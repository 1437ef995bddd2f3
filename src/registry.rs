//! # Order Registry Module
//!
//! Process-wide table of placed orders keyed by order number. Each record
//! holds the message handles needed to patch both the operator panel and the
//! customer's tracking message when the status changes.

use dashmap::{mapref::entry::Entry, DashMap};

use crate::sink::MessageHandle;

/// Lifecycle of a placed order. Variants are declared in lifecycle order.
#[derive(Debug, Clone, Copy, PartialEq, Eq, PartialOrd, Ord, Hash)]
pub enum OrderStatus {
    New,
    Accepted,
    Cooking,
    CourierEnRoute,
    Done,
}

impl OrderStatus {
    /// Statuses the operator can set, in button order
    pub const OPERATOR_CHOICES: [OrderStatus; 4] = [
        OrderStatus::Accepted,
        OrderStatus::Cooking,
        OrderStatus::CourierEnRoute,
        OrderStatus::Done,
    ];

    pub fn slug(self) -> &'static str {
        match self {
            OrderStatus::New => "new",
            OrderStatus::Accepted => "accept",
            OrderStatus::Cooking => "cooking",
            OrderStatus::CourierEnRoute => "courier",
            OrderStatus::Done => "done",
        }
    }

    pub fn from_slug(slug: &str) -> Option<Self> {
        match slug {
            "new" => Some(OrderStatus::New),
            "accept" => Some(OrderStatus::Accepted),
            "cooking" => Some(OrderStatus::Cooking),
            "courier" => Some(OrderStatus::CourierEnRoute),
            "done" => Some(OrderStatus::Done),
            _ => None,
        }
    }

    /// Localization key of the status label
    pub fn label_key(self) -> &'static str {
        match self {
            OrderStatus::New => "status-new",
            OrderStatus::Accepted => "status-accepted",
            OrderStatus::Cooking => "status-cooking",
            OrderStatus::CourierEnRoute => "status-courier",
            OrderStatus::Done => "status-done",
        }
    }

    /// Statuses only move forward; skipping ahead is allowed
    pub fn can_advance_to(self, next: OrderStatus) -> bool {
        next > self
    }

    pub fn is_terminal(self) -> bool {
        self == OrderStatus::Done
    }
}

/// A placed order
#[derive(Debug, Clone, PartialEq, Eq)]
pub struct OrderRecord {
    pub order_number: String,
    pub customer_chat_id: i64,
    pub customer_status_message: Option<MessageHandle>,
    pub operator_message: Option<MessageHandle>,
    /// Order summary frozen at confirmation time
    pub summary_text: String,
    /// Operator panel text above the status line, frozen at confirmation time
    pub operator_header: String,
    pub status: OrderStatus,
}

#[derive(Debug, Clone, PartialEq, Eq)]
pub enum RegistryError {
    Duplicate(String),
    NotFound(String),
    StaleTransition {
        order: String,
        from: OrderStatus,
        to: OrderStatus,
    },
}

impl std::fmt::Display for RegistryError {
    fn fmt(&self, f: &mut std::fmt::Formatter<'_>) -> std::fmt::Result {
        match self {
            RegistryError::Duplicate(order) => write!(f, "order {order} is already registered"),
            RegistryError::NotFound(order) => write!(f, "order {order} is not registered"),
            RegistryError::StaleTransition { order, from, to } => {
                write!(f, "order {order} cannot move from {from:?} to {to:?}")
            }
        }
    }
}

impl std::error::Error for RegistryError {}

/// Concurrent order table; every mutation is atomic with respect to its own key
#[derive(Debug, Default)]
pub struct OrderRegistry {
    orders: DashMap<String, OrderRecord>,
}

impl OrderRegistry {
    pub fn new() -> Self {
        Self {
            orders: DashMap::new(),
        }
    }

    /// Register a freshly placed order
    pub fn insert(&self, record: OrderRecord) -> Result<(), RegistryError> {
        match self.orders.entry(record.order_number.clone()) {
            Entry::Occupied(_) => Err(RegistryError::Duplicate(record.order_number)),
            Entry::Vacant(entry) => {
                entry.insert(record);
                Ok(())
            }
        }
    }

    pub fn get(&self, order_number: &str) -> Option<OrderRecord> {
        self.orders.get(order_number).map(|entry| entry.value().clone())
    }

    pub fn contains(&self, order_number: &str) -> bool {
        self.orders.contains_key(order_number)
    }

    /// Move an order to a later status and return the updated record
    pub fn transition(&self, order_number: &str, next: OrderStatus) -> Result<OrderRecord, RegistryError> {
        let mut entry = self
            .orders
            .get_mut(order_number)
            .ok_or_else(|| RegistryError::NotFound(order_number.to_string()))?;

        if !entry.status.can_advance_to(next) {
            return Err(RegistryError::StaleTransition {
                order: order_number.to_string(),
                from: entry.status,
                to: next,
            });
        }

        entry.status = next;
        Ok(entry.value().clone())
    }

    pub fn len(&self) -> usize {
        self.orders.len()
    }

    pub fn is_empty(&self) -> bool {
        self.orders.is_empty()
    }
}
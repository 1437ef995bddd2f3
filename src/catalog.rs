//! # Catalog Module
//!
//! Static menu data: every orderable item with its display name, price in
//! hryvnias and an optional serving note, partitioned into categories.

use serde::{Deserialize, Serialize};
use std::collections::BTreeMap;

/// Menu category. Declaration order is the order categories appear on the home screen.
#[derive(Debug, Clone, Copy, PartialEq, Eq, Hash, PartialOrd, Ord, Serialize, Deserialize)]
pub enum Category {
    Mains,
    Addons,
    Sides,
    Desserts,
    Drinks,
}

impl Category {
    /// Order of groups in summaries and the cart. Add-ons always come last.
    pub const SUMMARY_ORDER: [Category; 5] = [
        Category::Mains,
        Category::Sides,
        Category::Desserts,
        Category::Drinks,
        Category::Addons,
    ];

    /// Categories reachable directly from the home screen.
    pub const HOME: [Category; 4] = [
        Category::Mains,
        Category::Sides,
        Category::Desserts,
        Category::Drinks,
    ];

    /// Namespace used in callback payloads
    pub fn slug(self) -> &'static str {
        match self {
            Category::Mains => "mains",
            Category::Addons => "addons",
            Category::Sides => "sides",
            Category::Desserts => "desserts",
            Category::Drinks => "drinks",
        }
    }

    pub fn from_slug(slug: &str) -> Option<Self> {
        match slug {
            "mains" => Some(Category::Mains),
            "addons" => Some(Category::Addons),
            "sides" => Some(Category::Sides),
            "desserts" => Some(Category::Desserts),
            "drinks" => Some(Category::Drinks),
            _ => None,
        }
    }
}

/// A single orderable item
#[derive(Debug, Clone, PartialEq, Eq)]
pub struct CatalogItem {
    pub id: &'static str,
    pub name: &'static str,
    pub price: u32,
    pub note: Option<&'static str>,
}

impl CatalogItem {
    const fn new(id: &'static str, name: &'static str, price: u32) -> Self {
        Self {
            id,
            name,
            price,
            note: None,
        }
    }

    const fn with_note(id: &'static str, name: &'static str, price: u32, note: &'static str) -> Self {
        Self {
            id,
            name,
            price,
            note: Some(note),
        }
    }
}

/// Read-only lookup table of menu items per category
#[derive(Debug, Clone)]
pub struct Catalog {
    categories: BTreeMap<Category, Vec<CatalogItem>>,
}

impl Catalog {
    /// Build a catalog from explicit item lists
    pub fn new(categories: BTreeMap<Category, Vec<CatalogItem>>) -> Self {
        Self { categories }
    }

    /// The house menu
    pub fn standard() -> Self {
        let mut categories = BTreeMap::new();
        categories.insert(
            Category::Mains,
            vec![
                CatalogItem::new("koko", "Коко", 260),
                CatalogItem::new("disney", "Дісней", 160),
            ],
        );
        categories.insert(
            Category::Addons,
            vec![
                CatalogItem::new("onion", "Цибуля", 10),
                CatalogItem::new("mozz", "Моцарелла", 20),
            ],
        );
        categories.insert(
            Category::Sides,
            vec![
                CatalogItem::with_note("sweet_fries", "Батат-фрі", 185, "подається з трюфельним соусом"),
                CatalogItem::with_note("dips", "Діпи", 150, "подається з сирним соусом"),
                CatalogItem::with_note("falafel", "Фалафель", 165, "подається з хумусом"),
                CatalogItem::with_note("cheese_balls", "Сирні кульки", 140, "подається з ягідним соусом"),
            ],
        );
        categories.insert(
            Category::Desserts,
            vec![
                CatalogItem::new("pear_dorblu", "Торт Груша-Дорблю", 160),
                CatalogItem::new("carrot", "Торт Морквʼяний", 150),
                CatalogItem::new("brownie", "Брауні", 130),
            ],
        );
        categories.insert(
            Category::Drinks,
            vec![
                CatalogItem::new("cola", "Кола", 70),
                CatalogItem::new("ayran", "Айран", 95),
                CatalogItem::new("capp", "Капучино", 120),
            ],
        );
        Self { categories }
    }

    /// Items of a category in menu order
    pub fn items(&self, category: Category) -> &[CatalogItem] {
        self.categories
            .get(&category)
            .map(Vec::as_slice)
            .unwrap_or(&[])
    }

    pub fn lookup(&self, category: Category, id: &str) -> Option<&CatalogItem> {
        self.items(category).iter().find(|item| item.id == id)
    }

    pub fn contains(&self, category: Category, id: &str) -> bool {
        self.lookup(category, id).is_some()
    }
}

impl Default for Catalog {
    fn default() -> Self {
        Self::standard()
    }
}
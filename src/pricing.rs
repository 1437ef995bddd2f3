//! # Pricing Module
//!
//! Derives priced line items and the grand total from a session's baskets
//! and renders the order summary shown on the summary screen, to the
//! operator and on the customer's tracking message.

use crate::catalog::{Catalog, Category};
use crate::dialogue::{DeliveryMethod, Session};
use crate::localization::{t, t_args};
use crate::order_seq::OrderCounter;

/// One basket entry with its price
#[derive(Debug, Clone, PartialEq, Eq)]
pub struct PricedLine {
    pub category: Category,
    pub id: String,
    pub name: String,
    pub quantity: u32,
    pub unit_price: u32,
    pub line_total: u32,
}

#[derive(Debug, Clone, Default, PartialEq, Eq)]
pub struct PriceSummary {
    pub lines: Vec<PricedLine>,
    pub total: u32,
}

impl PriceSummary {
    pub fn lines_for(&self, category: Category) -> impl Iterator<Item = &PricedLine> {
        self.lines.iter().filter(move |line| line.category == category)
    }

    pub fn is_empty(&self) -> bool {
        self.lines.is_empty()
    }
}

pub fn money(amount: u32) -> String {
    t_args("money", &[("amount", &amount.to_string())])
}

/// Price every basket entry, grouped in summary order and in menu order within a group.
/// Ids missing from the catalog are skipped.
pub fn price_session(session: &Session, catalog: &Catalog) -> PriceSummary {
    let mut summary = PriceSummary::default();

    for category in Category::SUMMARY_ORDER {
        let Some(state) = session.category(category) else {
            continue;
        };
        for id in state.basket.keys() {
            debug_assert!(catalog.contains(category, id), "basket holds unknown id {id}");
        }
        for item in catalog.items(category) {
            let Some(&quantity) = state.basket.get(item.id) else {
                continue;
            };
            if quantity == 0 {
                continue;
            }
            let line_total = item.price * quantity;
            summary.total += line_total;
            summary.lines.push(PricedLine {
                category,
                id: item.id.to_string(),
                name: item.name.to_string(),
                quantity,
                unit_price: item.price,
                line_total,
            });
        }
    }

    summary
}

fn line_key(category: Category) -> &'static str {
    match category {
        Category::Mains => "summary-line-mains",
        Category::Sides => "summary-line-sides",
        Category::Desserts => "summary-line-desserts",
        Category::Drinks => "summary-line-drinks",
        Category::Addons => "summary-line-addons",
    }
}

fn render_line(line: &PricedLine) -> String {
    t_args(
        line_key(line.category),
        &[("name", &line.name), ("qty", &line.quantity.to_string())],
    )
}

/// Render the order summary without touching the order number
pub fn format_summary(session: &Session, catalog: &Catalog, order_number: &str) -> String {
    let priced = price_session(session, catalog);
    let mut lines = vec![t("summary-items-title")];

    for category in Category::SUMMARY_ORDER {
        if category == Category::Addons {
            continue;
        }
        lines.extend(priced.lines_for(category).map(render_line));
    }

    let mut addons = priced.lines_for(Category::Addons).peekable();
    if addons.peek().is_some() {
        lines.push(String::new());
        lines.push(t("summary-addons-title"));
        lines.extend(addons.map(render_line));
    }

    lines.push(String::new());
    if let Some(method) = session.delivery_method {
        let method_label = match method {
            DeliveryMethod::Delivery => t("delivery-method-delivery"),
            DeliveryMethod::Pickup => t("delivery-method-pickup"),
        };
        lines.push(t_args("summary-method", &[("method", &method_label)]));
    }
    if session.delivery_method == Some(DeliveryMethod::Delivery) {
        if let Some(address) = &session.address {
            lines.push(t_args("summary-address", &[("address", address)]));
        }
    }
    if let Some(phone) = &session.phone {
        lines.push(t_args("summary-phone", &[("phone", phone)]));
    }
    if let Some(comment) = session.comment.as_deref().filter(|c| !c.is_empty()) {
        lines.push(t_args("summary-comment", &[("comment", comment)]));
    }

    lines.push(String::new());
    lines.push(t_args("summary-total", &[("total", &money(priced.total))]));

    format!(
        "{}\n\n{}",
        t_args("summary-order-number", &[("order", order_number)]),
        lines.join("\n")
    )
}

/// Order number of the session, drawing a new one from the counter the first time
pub fn ensure_order_number(session: &mut Session, counter: &dyn OrderCounter) -> String {
    session
        .order_number
        .get_or_insert_with(|| counter.next_order_number())
        .clone()
}

/// Render the summary, assigning the session's order number on first use
pub fn render_summary(session: &mut Session, catalog: &Catalog, counter: &dyn OrderCounter) -> String {
    let order_number = ensure_order_number(session, counter);
    format_summary(session, catalog, &order_number)
}

/// Cart listing with the running total
pub fn format_cart(session: &Session, catalog: &Catalog) -> String {
    let priced = price_session(session, catalog);
    let mut lines = vec![t("cart-title")];

    if priced.is_empty() {
        lines.push(String::new());
        lines.push(t("cart-empty"));
    } else {
        for category in Category::SUMMARY_ORDER {
            let mut entries = priced.lines_for(category).peekable();
            if entries.peek().is_none() {
                continue;
            }
            lines.push(String::new());
            lines.push(t(group_key(category)));
            lines.extend(entries.map(|line| {
                t_args(
                    "cart-line",
                    &[
                        ("name", &line.name),
                        ("qty", &line.quantity.to_string()),
                        ("price", &money(line.line_total)),
                    ],
                )
            }));
        }
        lines.push(String::new());
        lines.push(t_args("summary-total", &[("total", &money(priced.total))]));
    }

    lines.join("\n")
}

/// Localization key of a category's group heading
pub fn group_key(category: Category) -> &'static str {
    match category {
        Category::Mains => "category-mains",
        Category::Addons => "category-addons",
        Category::Sides => "category-sides",
        Category::Desserts => "category-desserts",
        Category::Drinks => "category-drinks",
    }
}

▶ Assignment
Go through the listing above and pull out each line containing the word "Serialize".

▶ Written reply
use serde::{Deserialize, Serialize};
#[derive(Debug, Clone, Copy, PartialEq, Eq, Hash, PartialOrd, Ord, Serialize, Deserialize)]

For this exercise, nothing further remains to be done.